Para o jornalista e poeta Amaral Cavalcante, os currículos escolares da rede pública e privada não privilegiam a emancipação
“ORGULHO DE SER SERGIPANO”
Para a cantora Antônia Amorosa – que se intitula em suas redes sociais como Amorosa Sergipana e sempre demonstrou orgulho de ser sergipana e exportar a cultura daqui para todos os cantos -, a expressiva maioria do sergipano desconhece a importância da emancipação devido à falta uma ação pública que atraia o povo, estimule as pessoas ao entendimento sobre o marco histórico.
“A ausência de valorização ao que é nosso também contribui.
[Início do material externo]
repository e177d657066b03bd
mod app;
mod cli;

fn main() {
    let cli = cli::parse();
    app::run(cli);
}
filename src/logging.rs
// File logging via tracing
//
// The TUI owns stdout, so log output always goes to a file.

use anyhow::{Context, Result};
use std::fs::OpenOptions;
use std::str::FromStr;
use std::sync::Mutex;
use tracing::Level;

use crate::config::LoggingConfig;

/// Level to log at, or `None` when logging is off
pub fn effective_level(config: &LoggingConfig) -> Option<Level> {
    if cfg!(feature = "dev-logging") {
        return Some(Level::DEBUG);
    }
    if !config.enabled {
        return None;
    }
    Some(Level::from_str(config.level.trim()).unwrap_or(Level::INFO))
}

/// Install the global subscriber. Returns false when logging is disabled.
pub fn init(config: &LoggingConfig) -> Result<bool> {
    let Some(level) = effective_level(config) else {
        return Ok(false);
    };

    let file = OpenOptions::new()
        .create(true)
        .append(true)
        .open(&config.file)
        .with_context(|| format!("Failed to open log file: {}", config.file.display()))?;

    tracing_subscriber::fmt()
        .with_max_level(level)
        .with_ansi(false)
        .with_target(false)
        .with_writer(Mutex::new(file))
        .try_init()
        .map_err(|e| anyhow::anyhow!("Failed to install log subscriber: {e}"))?;

    tracing::info!(version = env!("CARGO_PKG_VERSION"), %level, "logging started");
    Ok(true)
}
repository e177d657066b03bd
// Scripted end-to-end session without a terminal

use serde::Serialize;
use tracing::info;

use super::error::StoreError;
use super::invite::InviteCode;
use super::machine::Screen;
use super::store::{AppState, StateSnapshot};
use super::types::{HouseDraft, HouseType, MemberCount};

/// Name used when the walkthrough creates a house
pub const DEMO_HOUSE_NAME: &str = "Demo House";

#[derive(Debug, Clone, Serialize)]
pub struct Step {
    pub action: String,
    pub screen: Screen,
}

#[derive(Debug, Clone, Serialize)]
pub struct Walkthrough {
    pub steps: Vec<Step>,
    pub snapshot: StateSnapshot,
}

impl Walkthrough {
    /// One line per step: the action and the screen it landed on
    pub fn transcript(&self) -> String {
        self.steps
            .iter()
            .map(|step| format!("{:<28} -> {}", step.action, step.screen))
            .collect::<Vec<_>>()
            .join("\n")
    }
}

/// Sign in, enter a house and complete the first chore.
///
/// With `join` the house is entered through that invite code. A rejected
/// code is recorded and the walkthrough falls back to creating a house.
pub fn run(join: Option<&str>) -> Result<Walkthrough, StoreError> {
    let mut state = AppState::default();
    let mut steps = Vec::new();
    let mut record = |action: String, state: &AppState| {
        steps.push(Step {
            action,
            screen: state.screen(),
        })
    };

    record("start".into(), &state);
    state.request_authentication()?;
    record("get started".into(), &state);
    state.authenticate()?;
    record("sign in (demo)".into(), &state);

    let mut joined = false;
    if let Some(code) = join {
        state.request_join_house()?;
        record("open join form".into(), &state);
        match state.join_house(code) {
            Ok(()) => {
                record(format!("join with {}", code.trim()), &state);
                joined = true;
            }
            Err(StoreError::InvalidInviteCode) => {
                record(format!("join with {} (rejected)", code.trim()), &state);
                state.cancel_to_house_selection()?;
                record("back".into(), &state);
            }
            Err(e) => return Err(e),
        }
    }

    if !joined {
        state.request_create_house()?;
        record("open create form".into(), &state);
        state.create_house(HouseDraft {
            name: DEMO_HOUSE_NAME.to_string(),
            kind: HouseType::SharedHouse,
            member_count: MemberCount::clamped(4),
            invite_code: InviteCode::generate(),
        })?;
        record(format!("create {DEMO_HOUSE_NAME}"), &state);
    }

    if let Some(chore) = state.chores().iter().find(|c| !c.is_done) {
        let (id, title) = (chore.id, chore.title.clone());
        state.toggle_chore_completion(id);
        record(format!("complete {title}"), &state);
    }

    info!(steps = steps.len(), "walkthrough finished");
    Ok(Walkthrough {
        steps,
        snapshot: state.snapshot(),
    })
}
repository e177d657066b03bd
// Focus management for form screens

#[derive(Default, Debug, Clone, Copy, PartialEq, Eq)]
pub enum AuthFocus {
    #[default]
    Name,
    Email,
    Password,
}

impl AuthFocus {
    pub fn next(self) -> Self {
        match self {
            Self::Name => Self::Email,
            Self::Email => Self::Password,
            Self::Password => Self::Name,
        }
    }

    pub fn prev(self) -> Self {
        match self {
            Self::Name => Self::Password,
            Self::Email => Self::Name,
            Self::Password => Self::Email,
        }
    }
}

#[derive(Default, Debug, Clone, Copy, PartialEq, Eq)]
pub enum CreateFocus {
    #[default]
    Name,
    HouseType,
    Members,
}

impl CreateFocus {
    pub fn next(self) -> Self {
        match self {
            Self::Name => Self::HouseType,
            Self::HouseType => Self::Members,
            Self::Members => Self::Name,
        }
    }

    pub fn prev(self) -> Self {
        match self {
            Self::Name => Self::Members,
            Self::HouseType => Self::Name,
            Self::Members => Self::HouseType,
        }
    }

    /// Text is being typed, so letter shortcuts are off
    pub fn is_editing(self) -> bool {
        self == Self::Name
    }
}

#[derive(Default, Debug, Clone, Copy, PartialEq, Eq)]
pub enum NewChoreFocus {
    #[default]
    Title,
    Description,
    Assignee,
    Due,
}

impl NewChoreFocus {
    pub fn next(self) -> Self {
        match self {
            Self::Title => Self::Description,
            Self::Description => Self::Assignee,
            Self::Assignee => Self::Due,
            Self::Due => Self::Title,
        }
    }

    pub fn prev(self) -> Self {
        match self {
            Self::Title => Self::Due,
            Self::Description => Self::Title,
            Self::Assignee => Self::Description,
            Self::Due => Self::Assignee,
        }
    }

    pub fn is_editing(self) -> bool {
        matches!(self, Self::Title | Self::Description)
    }
}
Acredito que Sergipe só despertará sua autoestima quando acontecer algum fato que gere impacto e desperte a todos, tirando-os desta indiferença constrangedora”, afirma Amorosa.
“Não sei quando isto irá ocorrer, mas tenho fé que este dia há de chegar, para que o orgulho de ser sergipano, esse gigante adormecido, levante do sono profundo e reconheça sua força, valor e importância”, diz a cantora.
AULAS DE HISTÓRIA
Se a emancipação de Sergipe não é tratada com o seu devido valor, por exemplo, no âmbito escolar – ambiente que tem um papel imprescindível na formação do cidadão -, com certeza, contribui com a baixa autoestima. Como valorizar, se orgulhar de algo que não se conhece?
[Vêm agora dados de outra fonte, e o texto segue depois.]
//! Property-based tests for the session store
//!
//! Uses proptest to generate invite-code spellings and action sequences and
//! checks the guarantees the store makes for every input.

use houseflow::household::{
    AppState, DEMO_INVITE_CODES, Event, HouseDraft, HouseType, InviteCode, MemberCount, Screen,
    StoreError,
};
use proptest::prelude::*;

fn signed_in_on_join() -> AppState {
    let mut app = AppState::default();
    app.request_authentication().unwrap();
    app.authenticate().unwrap();
    app.request_join_house().unwrap();
    app
}

/// A demo code with each letter's case chosen independently
fn demo_code_spelling() -> impl Strategy<Value = String> {
    (
        prop::sample::select(DEMO_INVITE_CODES.to_vec()),
        prop::collection::vec(any::<bool>(), 8),
    )
        .prop_map(|(code, lower)| {
            code.chars()
                .zip(lower)
                .map(|(c, lower)| if lower { c.to_ascii_lowercase() } else { c })
                .collect()
        })
}

fn any_event() -> impl Strategy<Value = Event> {
    prop_oneof![
        Just(Event::RequestAuthentication),
        Just(Event::Authenticate),
        "[A-Za-z ]{1,12}".prop_map(Event::SelectHouse),
        Just(Event::RequestCreateHouse),
        Just(Event::CancelToHouseSelection),
        Just(Event::RequestJoinHouse),
        prop::sample::select(vec!["HOUSE123", "demo456", "nope", " TEST789 "])
            .prop_map(|c| Event::JoinHouse(c.to_string())),
        "[A-Za-z]{1,12}".prop_map(|name| Event::CreateHouse(HouseDraft {
            name,
            kind: HouseType::SharedHouse,
            member_count: MemberCount::default(),
            invite_code: InviteCode::generate(),
        })),
        Just(Event::Logout),
    ]
}

proptest! {
    #[test]
    fn prop_demo_codes_join_in_any_case(code in demo_code_spelling()) {
        let mut app = signed_in_on_join();
        prop_assert_eq!(app.join_house(&code), Ok(()));
        prop_assert!(app.has_selected_house());
        prop_assert_eq!(app.screen(), Screen::Dashboard);
    }

    #[test]
    fn prop_other_codes_are_rejected(code in "[A-Za-z0-9!*]{0,10}") {
        let upper = code.to_uppercase();
        prop_assume!(!DEMO_INVITE_CODES.contains(&upper.as_str()));

        let mut app = signed_in_on_join();
        prop_assert_eq!(app.join_house(&code), Err(StoreError::InvalidInviteCode));
        prop_assert!(!app.has_selected_house());
        prop_assert_eq!(app.screen(), Screen::JoinHouse);
    }

    #[test]
    fn prop_padded_demo_codes_are_rejected(
        code in demo_code_spelling(),
        before in "[ \t\n]{0,3}",
        after in "[ \t\n]{0,3}",
    ) {
        prop_assume!(!before.is_empty() || !after.is_empty());
        let padded = format!("{before}{code}{after}");

        let mut app = signed_in_on_join();
        let epoch = app.epoch();
        prop_assert_eq!(app.join_house(&padded), Err(StoreError::InvalidInviteCode));
        prop_assert!(!app.has_selected_house());
        prop_assert_eq!(app.screen(), Screen::JoinHouse);
        prop_assert_eq!(app.epoch(), epoch);
    }

    #[test]
    fn prop_double_toggle_restores_chores(index in 0usize..5) {
        let mut app = signed_in_on_join();
        let before = app.chores().to_vec();
        let id = before[index].id;

        app.toggle_chore_completion(id);
        app.toggle_chore_completion(id);
        prop_assert_eq!(app.chores(), before.as_slice());
    }

    #[test]
    fn prop_logout_always_resets(events in prop::collection::vec(any_event(), 0..20)) {
        let mut app = AppState::default();
        for event in events {
            let _ = app.dispatch(event);
        }

        app.logout();
        prop_assert_eq!(app.screen(), Screen::Onboarding);
        prop_assert!(!app.is_authenticated());
        prop_assert!(!app.has_selected_house());
        prop_assert!(app.chores().is_empty());
        prop_assert!(app.current_user().is_none());
        prop_assert_eq!(app.house_name(), "");
    }

    #[test]
    fn prop_session_screens_need_a_user(events in prop::collection::vec(any_event(), 0..30)) {
        let mut app = AppState::default();
        for event in events {
            let _ = app.dispatch(event);
            prop_assert_eq!(app.screen().requires_session(), app.is_authenticated());
            if app.screen() == Screen::Dashboard {
                prop_assert!(app.has_selected_house());
            }
        }
    }

    #[test]
    fn prop_member_count_is_clamped(raw in any::<i64>()) {
        let count = MemberCount::clamped(raw).get();
        prop_assert!((MemberCount::MIN..=MemberCount::MAX).contains(&count));
    }
}
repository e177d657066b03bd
use clap::{Parser, Subcommand};

#[derive(Parser)]
#[command(name = "houseflow")]
#[command(about = "Shared-house chore tracker with TUI", long_about = None)]
pub struct Cli {
    #[command(subcommand)]
    pub command: Option<Commands>,
}

#[derive(Subcommand)]
pub enum Commands {
    /// Run a scripted session headlessly and print each screen visited
    Walkthrough {
        /// Enter the house through this invite code instead of creating one
        #[arg(long, value_name = "CODE")]
        join: Option<String>,

        /// Print the final state as JSON
        #[arg(long)]
        json: bool,
    },

    /// List the invite codes accepted by the join screen
    Codes,

    /// Generate fresh invite codes
    Invite {
        /// How many codes to generate
        #[arg(long, default_value_t = 1)]
        count: usize,
    },

    /// Show members ranked by points
    Leaderboard,

    /// Show config status and location, or create default config if missing
    InitConfig,
}

pub fn parse() -> Cli {
    Cli::parse()
}
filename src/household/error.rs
use thiserror::Error;

use super::machine::Screen;

/// Errors returned by the household store
#[derive(Debug, Clone, PartialEq, Eq, Error)]
pub enum StoreError {
    #[error("'{event}' is not allowed on the {from} screen")]
    InvalidTransition { from: Screen, event: &'static str },

    #[error("Invalid invite code")]
    InvalidInviteCode,

    #[error("Chore title cannot be empty")]
    EmptyChoreTitle,

    #[error("Assignee is not a member of this house")]
    UnknownUser,
}
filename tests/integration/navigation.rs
// Integration tests for session navigation
//
// These drive AppState through the screen graph the way the app does and
// check what each step leaves behind.

use houseflow::household::{
    AppState, HouseType, JOINED_HOUSE_NAME, MemberCount, NavigationDirection, Screen, StoreError,
};

use crate::common::helpers::*;

// ============================================================================
// Full sessions
// ============================================================================

#[test]
fn test_create_house_session() {
    let mut app = AppState::default();
    assert_eq!(app.screen(), Screen::Onboarding);

    app.request_authentication().unwrap();
    assert_eq!(app.screen(), Screen::Auth);

    app.authenticate().unwrap();
    assert_eq!(app.screen(), Screen::HouseSelection);
    assert_eq!(app.current_user().unwrap().name, "Mahmut");
    assert_eq!(app.chores().len(), 5);

    app.request_create_house().unwrap();
    assert_eq!(app.screen(), Screen::CreateHouse);

    app.create_house(draft("Test House")).unwrap();
    assert_eq!(app.screen(), Screen::Dashboard);
    assert_eq!(app.house_name(), "Test House");

    let house = app.house().unwrap();
    assert_eq!(house.kind, Some(HouseType::StudentHouse));
    assert_eq!(house.member_count, Some(MemberCount::clamped(4)));
    assert!(house.invite_code.is_some());
}

#[test]
fn test_join_house_session() {
    let mut app = signed_in_app();
    app.request_join_house().unwrap();
    assert_eq!(app.screen(), Screen::JoinHouse);

    app.join_house("demo456").unwrap();
    assert_eq!(app.screen(), Screen::Dashboard);
    assert_eq!(app.house_name(), JOINED_HOUSE_NAME);
    assert!(app.has_selected_house());
}

#[test]
fn test_wrong_code_keeps_join_screen() {
    let mut app = signed_in_app();
    app.request_join_house().unwrap();
    let epoch = app.epoch();

    assert_eq!(app.join_house("WRONG1"), Err(StoreError::InvalidInviteCode));
    assert_eq!(app.screen(), Screen::JoinHouse);
    assert_eq!(app.house_name(), "");
    assert!(!app.has_selected_house());
    assert_eq!(app.epoch(), epoch);
}

#[test]
fn test_store_keeps_house_names_as_given() {
    // Length limits belong to the name input, not the store
    let long = "x".repeat(45);
    let mut app = signed_in_app();
    app.request_create_house().unwrap();
    app.create_house(draft(&long)).unwrap();
    assert_eq!(app.house_name(), long);

    let mut app = signed_in_app();
    app.select_house(&long).unwrap();
    assert_eq!(app.house_name(), long);
}

#[test]
fn test_screen_flags_follow_screen() {
    let mut app = AppState::default();
    app.request_authentication().unwrap();
    assert!(app.show_auth());
    app.authenticate().unwrap();
    assert!(!app.show_auth());

    app.request_create_house().unwrap();
    assert!(app.show_create_house());
    app.cancel_to_house_selection().unwrap();
    app.request_join_house().unwrap();
    assert!(app.show_join_house());
    assert!(!app.show_create_house());
}

#[test]
fn test_select_existing_house() {
    let mut app = signed_in_app();
    app.select_house("Maple Street").unwrap();
    assert_eq!(app.screen(), Screen::Dashboard);
    assert_eq!(app.house_name(), "Maple Street");
    assert!(app.house().unwrap().invite_code.is_none());
}

// ============================================================================
// Rejected transitions
// ============================================================================

#[test]
fn test_rejected_transition_leaves_state_alone() {
    let mut app = AppState::default();
    let before = app.snapshot();
    let epoch = app.epoch();

    let err = app.request_join_house().unwrap_err();
    assert_eq!(
        err,
        StoreError::InvalidTransition {
            from: Screen::Onboarding,
            event: "request_join_house",
        }
    );
    assert_eq!(app.screen(), Screen::Onboarding);
    assert_eq!(app.epoch(), epoch);
    assert_eq!(
        serde_json::to_value(app.snapshot()).unwrap(),
        serde_json::to_value(before).unwrap()
    );
}

#[test]
fn test_join_outside_join_screen_is_rejected() {
    let mut app = dashboard_app();
    let house = app.house().cloned();
    assert!(matches!(
        app.join_house("HOUSE123"),
        Err(StoreError::InvalidTransition { .. })
    ));
    assert_eq!(app.house().cloned(), house);
}

#[test]
fn test_cannot_authenticate_from_onboarding() {
    let mut app = AppState::default();
    assert!(app.authenticate().is_err());
    assert!(!app.is_authenticated());
    assert!(app.chores().is_empty());
}

// ============================================================================
// Direction, epoch and logout
// ============================================================================

#[test]
fn test_direction_follows_last_transition() {
    let mut app = signed_in_app();
    assert_eq!(app.direction(), NavigationDirection::Forward);

    app.request_create_house().unwrap();
    app.cancel_to_house_selection().unwrap();
    assert_eq!(app.direction(), NavigationDirection::Backward);
    assert_eq!(app.screen(), Screen::HouseSelection);

    app.request_join_house().unwrap();
    assert_eq!(app.direction(), NavigationDirection::Forward);
}

#[test]
fn test_epoch_bumps_on_every_screen_change() {
    let mut app = AppState::default();
    let mut last = app.epoch();
    app.request_authentication().unwrap();
    assert!(app.epoch() > last);
    last = app.epoch();
    app.authenticate().unwrap();
    assert!(app.epoch() > last);
}

#[test]
fn test_logout_clears_session() {
    let mut app = dashboard_app();
    app.logout();

    assert_eq!(app.screen(), Screen::Onboarding);
    assert_eq!(app.direction(), NavigationDirection::Backward);
    assert!(!app.is_authenticated());
    assert!(!app.has_selected_house());
    assert!(app.current_user().is_none());
    assert!(app.chores().is_empty());
    assert_eq!(app.house_name(), "");
}

#[test]
fn test_reauthenticate_reseeds_chores() {
    let mut app = dashboard_app();
    let first = app.chores()[0].id;
    app.toggle_chore_completion(first);

    app.authenticate().unwrap();
    assert_eq!(app.screen(), Screen::Dashboard);
    assert_eq!(app.chores().len(), 5);
    assert!(app.chores().iter().all(|c| c.id != first));
    assert!(!app.chores()[0].is_done);
}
Segundo a Secretaria de Educação, do Esporte e da Cultura – Seduc -, por meio da Assessoria de Comunicação, consta no currículo escolar da rede estadual material sobre a história de Sergipe.
“Esta semana, os alunos dos centros de excelência, Maria Ivanda de Carvalho, Dom Luciano e João Costa aprenderam mais sobre o 8 de julho, Independência de Sergipe, em aula-palestra no Arquivo Público de Sergipe”, informou a assessora de Comunicação da Seduc, Gleice Queiroz.
CURRÍCULO ESCOLAR
A Assessoria da Secretaria de Educação informa também que, para celebrar a Emancipação Política, o Arquivo Público do Estado realizará uma programação especial em parcerias com as escolas da rede estadual durante o mês de julho.
Contudo, para o membro da Academia Sergipana de Letras e editor da Revista Cumbuca – referência cultural no Estado, abordando sempre a diversidade sergipana -, o jornalista e poeta Amaral Cavalcante, os currículos escolares da rede pública e privada não privilegiam a emancipação – uma data tão cara para a sergipanidade.
“Nos currículos não são introduzidos história de Sergipe. Elas (datas como Emancipação Política) deviam ser mais estudadas e comemoradas, não somente no âmbito escolar, mas pela própria sociedade”, afirma Amaral Cavalcante.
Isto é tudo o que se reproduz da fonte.